Eyes popped open when the Chief Justice of India (CJI) pulled up the government twice, on October 8 and November 17, for its faulty affidavits in the Tablighi Jamaat case. The court was visibly annoyed that the government was not responding clearly about its steps to control communally provocative media. Television viewers saw how viciously the Tablighi’s congregation in Nizamuddin in March was held responsible for spreading the coronavirus everywhere.
The information and broadcasting ministry pronounced, with an unbelievably poker face, that “there were no instances of bad reporting” warranting its action. The regime that has detained and prosecuted countless media persons and dissenters then brazenly asserted that it did not believe in “muzzling, stifling and choking of free speech as guaranteed under Article 19 of the Constitution”.
It appears from media reports that even when the CJI wanted to know, repeatedly, about the government’s role, no one pointed out that the ministry actually watches and records all important TV programmes through its EMMC—the electronic media monitoring centre. These clips can easily reveal whether some channels went overboard to demonise one community.
When the CJI wanted to know, more than once, whether the ministry was legitimately equipped to govern this area, he was instantly assured that all is well. There are, of course, those who doubt whether the existing legislation, the Cable Television Networks (Regulation) Act of 1995, can cover satellite and other transmission, even though governments have gone on extending powers through patchwork amendments. Even the latest amendments proposed in January continue with more plastic surgery, but we surely need additional clarity on whether non-cable TV can really be regulated by this Act.
After all, non-cable satellite television actually reaches more homes—10.6 crore, while cable TV connects 9 crore. All we need to do is to add the 6.8 crore homes covered by private satellite DTH (direct to home) operators and Doordarshan Freedish’s estimate of reaching another 3.8 crore. Once we get deeper, we note that the information and broadcasting ministry’s vast powers arise from just two entries in ‘the Union list’ of the Seventh Schedule of the Constitution.
‘Entry number 31’ mentions “broadcasting and other like forms of communication” and ‘Entry 60’ states that it can “sanction cinematograph films for exhibition”. Whether these two phrases empower governments to create such a gigantic architecture of laws, rules, orders and controls can only be decided when they are challenged. But powers are not for selective use. Sections 19 and 20 enjoin action against those broadcasts that violate the ‘Programme Code’ given in the Act, by “attacking religions or communities or (carry) visuals or words contemptuous of religious groups or ... promote communal attitudes”.
This crystal clarity invites punishment under Section 16—“up to two years of imprisonment”, which can go till five years for repeated violation of the Code. If even a warning was issued then, the toxic volcano could have been capped instantly. The same ministry that temporarily banned Asianet News and Media One TV in March for being ‘partial to one community’ in covering the Delhi riots failed to note the hysteria whipped up by some other channels on the Tablighi Jamaat the very same month. Except for a clarificatory amendment, it may be prudent not to further arm a regime with fresh legislation as new weapons would be hurled at some channels.

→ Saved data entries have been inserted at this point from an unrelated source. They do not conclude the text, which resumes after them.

use graph_visualizer::domain::model::AlgorithmState;
use graph_visualizer::utils::error::{ErrorSeverity, VisualizerError};
use graph_visualizer::{LocalStorage, Session, VisualizerConfig};
use std::io::ErrorKind;
use std::sync::Arc;
use std::time::Duration;
use tempfile::TempDir;
use tokio::io::BufReader;

const GRAPH_SCRIPT: &str = "\
# 五個頂點的測試圖
add-vertex A 100 100
add-vertex B 300 100
add-vertex C 100 300
add-vertex D 300 300
add-vertex E 100 450
add-edge A B 1
add-edge A C 2
add-edge B D 3
add-edge C D 1
add-edge C E 4
";

fn test_config(delay_ms: u64) -> VisualizerConfig {
    VisualizerConfig::from_toml_str(&format!(
        "[canvas]\ncorner_vertices = false\n\n[player]\ndelay_ms = {}\n",
        delay_ms
    ))
    .unwrap()
}

fn session_with_delay(temp_dir: &TempDir, delay_ms: u64) -> Session {
    let storage = LocalStorage::new(temp_dir.path().to_str().unwrap().to_string());
    Session::new(&test_config(delay_ms), Arc::new(storage)).unwrap()
}

fn new_session(temp_dir: &TempDir) -> Session {
    session_with_delay(temp_dir, 0)
}

async fn run(session: &mut Session, script: &str) -> (usize, String) {
    let mut output = Vec::new();
    let failures = session
        .run_script(script.as_bytes(), &mut output)
        .await
        .unwrap();
    (failures, String::from_utf8(output).unwrap())
}

#[tokio::test]
async fn test_build_graph_from_script() {
    let temp_dir = TempDir::new().unwrap();
    let mut session = new_session(&temp_dir);

    let (failures, output) = run(&mut session, GRAPH_SCRIPT).await;

    assert_eq!(failures, 0, "unexpected failures:\n{}", output);
    assert_eq!(session.model().graph().vertices().len(), 5);
    assert_eq!(session.model().graph().edges().len(), 5);
    assert!(output.contains("added Vertex E"));
    assert!(output.contains("added Edge <C -> E>"));
    assert_eq!(session.status_text(), "Current Mode -> Add an Edge");
}

#[tokio::test]
async fn test_every_algorithm_from_a() {
    let cases = [
        ("dfs", "DFS : A -> B -> D -> C -> E"),
        ("bfs", "BFS : A -> B -> C -> D -> E"),
        ("dijkstra", "B=1, C=2, D=3, E=6"),
        ("prim", "B=A, C=A, D=C, E=C"),
    ];

    for (algorithm, expected) in cases {
        let temp_dir = TempDir::new().unwrap();
        let mut session = new_session(&temp_dir);
        run(&mut session, GRAPH_SCRIPT).await;

        let script = format!("algorithm {}\nstart A\n", algorithm);
        let (failures, output) = run(&mut session, &script).await;

        assert_eq!(failures, 0);
        assert!(output.contains("Please choose a starting vertex"));
        assert!(output.contains("started from Vertex A"));
        assert_eq!(session.display_text(), expected, "algorithm {}", algorithm);
        assert!(output.trim_end().ends_with(expected));
        assert_eq!(
            session.model().algorithm_state(),
            Some(AlgorithmState::Terminated)
        );
    }
}

#[tokio::test]
async fn test_algorithm_can_be_restarted_from_another_vertex() {
    let temp_dir = TempDir::new().unwrap();
    let mut session = new_session(&temp_dir);
    run(&mut session, GRAPH_SCRIPT).await;

    run(&mut session, "algorithm bfs\nstart A\nstart E\n").await;

    assert_eq!(session.display_text(), "BFS : E -> C -> D -> A -> B");
}

#[tokio::test]
async fn test_mode_change_stops_algorithm() {
    let temp_dir = TempDir::new().unwrap();
    let mut session = new_session(&temp_dir);
    run(&mut session, GRAPH_SCRIPT).await;

    let (failures, _) = run(&mut session, "algorithm dfs\nstart A\nmode remove-vertex\n").await;

    assert_eq!(failures, 0);
    assert_eq!(session.display_text(), "");
    assert_eq!(
        session.model().algorithm_state(),
        Some(AlgorithmState::Stopped)
    );
    assert_eq!(session.status_text(), "Current Mode -> Remove a Vertex");
    assert!(session
        .model()
        .graph()
        .vertices()
        .iter()
        .all(|v| !v.selected));
}

#[tokio::test]
async fn test_remove_commands() {
    let temp_dir = TempDir::new().unwrap();
    let mut session = new_session(&temp_dir);
    run(&mut session, GRAPH_SCRIPT).await;

    let (failures, output) = run(&mut session, "remove-edge C A\nremove-vertex D\nshow\n").await;

    assert_eq!(failures, 0, "{}", output);
    assert!(output.contains("removed Edge <A -> C>"));
    assert!(output.contains("removed Vertex D"));
    let graph = session.model().graph();
    assert_eq!(graph.vertices().len(), 4);
    // A-B and C-E remain
    assert_eq!(graph.edges().len(), 2);
    assert!(graph.edge('B', 'D').is_none());
    assert!(output.contains("Edge <A -> B> weight 1"));
}

#[tokio::test]
async fn test_errors_are_reported_and_session_continues() {
    let temp_dir = TempDir::new().unwrap();
    let mut session = new_session(&temp_dir);

    let script = "\
add-vertex AB 100 100
add-vertex A 100 100
add-edge A Z 1
add-vertex Q 900 100
fly away
start A
add-vertex B 300 100
add-edge A B 12
add-edge A B 7
";
    let (failures, output) = run(&mut session, script).await;

    assert_eq!(failures, 6, "{}", output);
    assert_eq!(output.matches("❌").count(), 6);
    assert!(output.contains("Vertex 'Z' not found"));
    assert_eq!(session.model().graph().vertices().len(), 2);
    assert_eq!(session.model().graph().edge('A', 'B').unwrap().weight, 7);
}

#[tokio::test]
async fn test_exit_stops_reading() {
    let temp_dir = TempDir::new().unwrap();
    let mut session = new_session(&temp_dir);

    run(&mut session, "add-vertex A 100 100\nexit\nadd-vertex B 300 100\n").await;

    assert_eq!(session.model().graph().vertices().len(), 1);
}

#[tokio::test]
async fn test_new_clears_graph() {
    let temp_dir = TempDir::new().unwrap();
    let mut session = new_session(&temp_dir);
    run(&mut session, GRAPH_SCRIPT).await;

    let (_, output) = run(&mut session, "mode remove-edge\nnew\nstatus\nshow\n").await;

    assert!(output.trim_end().ends_with("empty graph"));
    assert!(session.model().graph().is_empty());
    assert_eq!(session.status_text(), "Current Mode -> Add a Vertex");
}

#[tokio::test]
async fn test_corner_vertices_are_placed() {
    let temp_dir = TempDir::new().unwrap();
    let storage = LocalStorage::new(temp_dir.path().to_str().unwrap().to_string());
    let session = Session::new(&VisualizerConfig::default(), Arc::new(storage)).unwrap();

    let labels: Vec<char> = session
        .model()
        .graph()
        .vertices()
        .iter()
        .map(|v| v.label)
        .collect();
    assert_eq!(labels, vec!['0', '1', '2', '3']);
}

#[tokio::test]
async fn test_interactive_session_finishes_playback() {
    let temp_dir = TempDir::new().unwrap();
    let mut session = new_session(&temp_dir);
    run(&mut session, GRAPH_SCRIPT).await;

    let mut output = Vec::new();
    session
        .run_interactive("algorithm bfs\nstart A\n".as_bytes(), &mut output)
        .await
        .unwrap();
    let output = String::from_utf8(output).unwrap();

    assert!(output.starts_with("Current Mode -> Add an Edge"));
    assert!(output.contains("BFS : A -> B -> C -> D -> E"));
    assert_eq!(session.display_text(), "BFS : A -> B -> C -> D -> E");
}

#[tokio::test]
async fn test_click_far_outside_canvas_is_reported() {
    let temp_dir = TempDir::new().unwrap();
    let storage = LocalStorage::new(temp_dir.path().to_str().unwrap().to_string());
    let config = VisualizerConfig::from_toml_str("[player]\ndelay_ms = 0\n").unwrap();
    let mut session = Session::new(&config, Arc::new(storage)).unwrap();

    let script = "\
mode remove-vertex
click -2147483648 0
click 0 2147483647
click 25 25
";
    let (failures, output) = run(&mut session, script).await;

    assert_eq!(failures, 2, "{}", output);
    assert!(output.contains("Point (-2147483648, 0) is outside of the canvas"));
    assert!(output.contains("removed Vertex 0"));
    assert_eq!(session.model().graph().vertices().len(), 3);
}

#[tokio::test]
async fn test_interactive_mode_change_stops_running_playback() {
    let temp_dir = TempDir::new().unwrap();
    let mut session = session_with_delay(&temp_dir, 200);
    run(&mut session, GRAPH_SCRIPT).await;

    // BFS needs five ticks, the mode change arrives between the first and the second one
    let input = tokio_test::io::Builder::new()
        .read(b"algorithm bfs\nstart A\n")
        .wait(Duration::from_millis(300))
        .read(b"mode none\n")
        .build();
    let mut output = Vec::new();
    session
        .run_interactive(BufReader::new(input), &mut output)
        .await
        .unwrap();
    let output = String::from_utf8(output).unwrap();

    assert!(output.contains("started from Vertex A"));
    assert!(!output.contains("BFS : A"));
    assert_eq!(
        session.model().algorithm_state(),
        Some(AlgorithmState::Stopped)
    );
    assert!(!session.model().is_playing());
    assert_eq!(session.display_text(), "");
    assert_eq!(session.status_text(), "Current Mode -> None");
}

#[tokio::test]
async fn test_broken_output_stream_aborts_session() {
    let temp_dir = TempDir::new().unwrap();
    let mut session = new_session(&temp_dir);
    let mut output = tokio_test::io::Builder::new()
        .write_error(std::io::Error::new(ErrorKind::BrokenPipe, "closed"))
        .build();

    let err = session
        .run_script("status\n".as_bytes(), &mut output)
        .await
        .unwrap_err();

    assert!(matches!(err, VisualizerError::SessionIoError(_)));
    assert_eq!(err.severity(), ErrorSeverity::Critical);
}

#[tokio::test]
async fn test_broken_input_stream_aborts_interactive_session() {
    let temp_dir = TempDir::new().unwrap();
    let mut session = new_session(&temp_dir);
    let input = tokio_test::io::Builder::new()
        .read(b"add-vertex A 100 100\n")
        .read_error(std::io::Error::other("terminal lost"))
        .build();
    let mut output = Vec::new();

    let err = session
        .run_interactive(BufReader::new(input), &mut output)
        .await
        .unwrap_err();

    assert_eq!(err.severity(), ErrorSeverity::Critical);
    assert_eq!(session.model().graph().vertices().len(), 1);
}
use std::cmp::Reverse;
use std::collections::{BinaryHeap, HashMap, HashSet};

use super::Algorithm;
use crate::core::graph::GraphModel;
use crate::domain::model::{AlgorithmType, Traversal};
use crate::utils::error::Result;

/// Shortest route lengths from the start vertex, using a priority queue.
///
/// The result is a comma separated list of `vertex=routeLength` pairs, sorted, without the
/// start vertex. Nothing is played on the canvas.
#[derive(Debug, Default)]
pub struct DijkstraAlgorithm {
    // (route length, insertion sequence, vertex)
    vertex_queue: BinaryHeap<Reverse<(i64, u64, char)>>,
    processed: HashSet<char>,
    route_lengths: HashMap<char, i64>,
    sequence: u64,
}

impl DijkstraAlgorithm {
    fn reset_collections(&mut self) {
        self.vertex_queue.clear();
        self.processed.clear();
        self.route_lengths.clear();
        self.sequence = 0;
    }

    fn offer(&mut self, vertex: char, route_length: i64) {
        self.vertex_queue
            .push(Reverse((route_length, self.sequence, vertex)));
        self.sequence += 1;
    }

    fn process_unprocessed_neighbors(&mut self, graph: &GraphModel, vertex: char) {
        let Some(&length_to_vertex) = self.route_lengths.get(&vertex) else {
            return;
        };
        for (neighbor, weight) in graph.neighbors(vertex) {
            if self.processed.contains(&neighbor) {
                continue;
            }
            let length_on_this_route = length_to_vertex + weight as i64;
            let length_so_far = self.route_lengths.get(&neighbor).copied().unwrap_or(i64::MAX);
            if length_on_this_route < length_so_far {
                self.route_lengths.insert(neighbor, length_on_this_route);
                self.offer(neighbor, length_on_this_route);
            }
        }
    }
}

impl Algorithm for DijkstraAlgorithm {
    fn algorithm_type(&self) -> AlgorithmType {
        AlgorithmType::Dijkstra
    }

    fn perform(&mut self, graph: &mut GraphModel, start: char) -> Result<Traversal> {
        graph.require_vertex(start)?;
        self.reset_collections();

        self.route_lengths.insert(start, 0);
        self.offer(start, 0);
        while let Some(Reverse((_, _, current))) = self.vertex_queue.pop() {
            // stale queue entry
            if !self.processed.insert(current) {
                continue;
            }
            self.process_unprocessed_neighbors(graph, current);
        }

        let mut pairs: Vec<String> = self
            .route_lengths
            .iter()
            .filter(|&(&vertex, _)| vertex != start)
            .map(|(vertex, length)| format!("{}={}", vertex, length))
            .collect();
        pairs.sort();
        tracing::debug!("dijkstra from {} reached {} vertices", start, pairs.len());

        Ok(Traversal {
            steps: Vec::new(),
            result: pairs.join(", "),
        })
    }
}
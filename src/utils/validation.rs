use crate::utils::error::{Result, VisualizerError};
use regex::Regex;
use std::sync::OnceLock;

pub trait Validate {
    fn validate(&self) -> Result<()>;
}

fn weight_pattern() -> &'static Regex {
    static PATTERN: OnceLock<Regex> = OnceLock::new();
    PATTERN.get_or_init(|| Regex::new(r"^[+-]?\d$").expect("weight pattern is a valid regex"))
}

/// 驗證頂點 id：必須剛好一個非空白字元
pub fn validate_vertex_label(input: &str) -> Result<char> {
    let mut chars = input.chars();
    match (chars.next(), chars.next()) {
        (Some(label), None) if !label.is_whitespace() => Ok(label),
        _ => Err(VisualizerError::invalid_input(
            "vertex id",
            input,
            "should be exactly 1 non-blank char",
        )),
    }
}

/// 驗證邊的權重：一位數，可帶正負號
pub fn validate_edge_weight(input: &str) -> Result<i32> {
    if !weight_pattern().is_match(input) {
        return Err(VisualizerError::invalid_input(
            "edge weight",
            input,
            "should be a single digit with optional sign",
        ));
    }
    input
        .parse::<i32>()
        .map_err(|e| VisualizerError::invalid_input("edge weight", input, &e.to_string()))
}

pub fn validate_path(field_name: &str, path: &str) -> Result<()> {
    if path.is_empty() {
        return Err(VisualizerError::InvalidConfigValueError {
            field: field_name.to_string(),
            value: path.to_string(),
            reason: "Path cannot be empty".to_string(),
        });
    }

    if path.contains('\0') {
        return Err(VisualizerError::InvalidConfigValueError {
            field: field_name.to_string(),
            value: path.to_string(),
            reason: "Path contains null bytes".to_string(),
        });
    }

    Ok(())
}

pub fn validate_range<T: PartialOrd + std::fmt::Display + Copy>(
    field_name: &str,
    value: T,
    min: T,
    max: T,
) -> Result<()> {
    if value < min || value > max {
        return Err(VisualizerError::InvalidConfigValueError {
            field: field_name.to_string(),
            value: value.to_string(),
            reason: format!("Value must be between {} and {}", min, max),
        });
    }
    Ok(())
}
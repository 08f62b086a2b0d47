use tracing_subscriber::{layer::SubscriberExt, util::SubscriberInitExt, EnvFilter};

fn default_filter(verbose: bool, log_level: Option<&str>) -> EnvFilter {
    EnvFilter::try_from_default_env().unwrap_or_else(|_| match (verbose, log_level) {
        (true, _) => EnvFilter::new("graph_visualizer=debug,info"),
        (false, Some(level)) => EnvFilter::new(format!("graph_visualizer={}", level)),
        (false, None) => EnvFilter::new("graph_visualizer=info"),
    })
}

/// 初始化 CLI 日誌，`RUST_LOG` 優先於設定檔中的 log_level
pub fn init_cli_logger(verbose: bool, log_level: Option<&str>) {
    tracing_subscriber::registry()
        .with(default_filter(verbose, log_level))
        .with(
            tracing_subscriber::fmt::layer()
                .with_target(false)
                .with_thread_ids(false)
                .with_file(false)
                .with_line_number(false)
                .with_writer(std::io::stderr)
                .compact(),
        )
        .init();
}

pub fn init_json_logger(verbose: bool, log_level: Option<&str>) {
    tracing_subscriber::registry()
        .with(default_filter(verbose, log_level))
        .with(
            tracing_subscriber::fmt::layer()
                .with_target(false)
                .with_thread_ids(false)
                .with_file(false)
                .with_line_number(false)
                .with_writer(std::io::stderr)
                .json(),
        )
        .init();
}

Newspaper reports indicate that, on the mention by the Solicitor General, the court desired that the industry-run NBSA (News Broadcasters’ Standards Authority) and the Press Council first examine Tablighi’s complaints. No one perhaps informed it that those channels that denounced an entire community are no more ‘under’ the NBSA’s jurisdiction, as they were uncomfortable with its attitude. They set up a parallel body, the National Broadcasters’ Federation (NBF), with Arnab Goswami as the president. It is clear that self-regulation by broadcasters has been systematically stymied by the ministry that had refused to give the NBSA under its iconic chairperson, Justice J S Verma, the same status as the advertising standards council.
That would have authorised the NBSA to judiciously examine complaints against all channels. It is beyond doubt that self-regulation with checks is always superior to overbearing bureaucracies and wily politicians. But megalomaniac regimes need to play the proverbial crafty monkey to gain from two quarrelling cats. The ministry is, anyway, hell- bent on more powers to control OTT (over the top) digital media, as ‘streaming services’ like Hotstar, Amazon Prime and Netflix are racing way ahead of DTH. On November 10, just before the next hearing, the government quietly amended the ‘allocation of business’ rules that govern the critical ‘discs’ in the spinal cord of governance.
A legislation will surely be readied and zipped through Parliament, as done nowadays. Armed with new powers, drawn practically out of thin air, the regime may soon decide what movies can be streamed on TV. More dangerously, it can clamp down even on digital or online news. Only the Supreme Court can now restrict an elected autocracy from crushing all democratic dissent. Dispensations that thrive on oratory and control can ensure their permanence once virulent television channels, hyena-like trolls and hysterical zealots monopolise the entire mindscape of voters.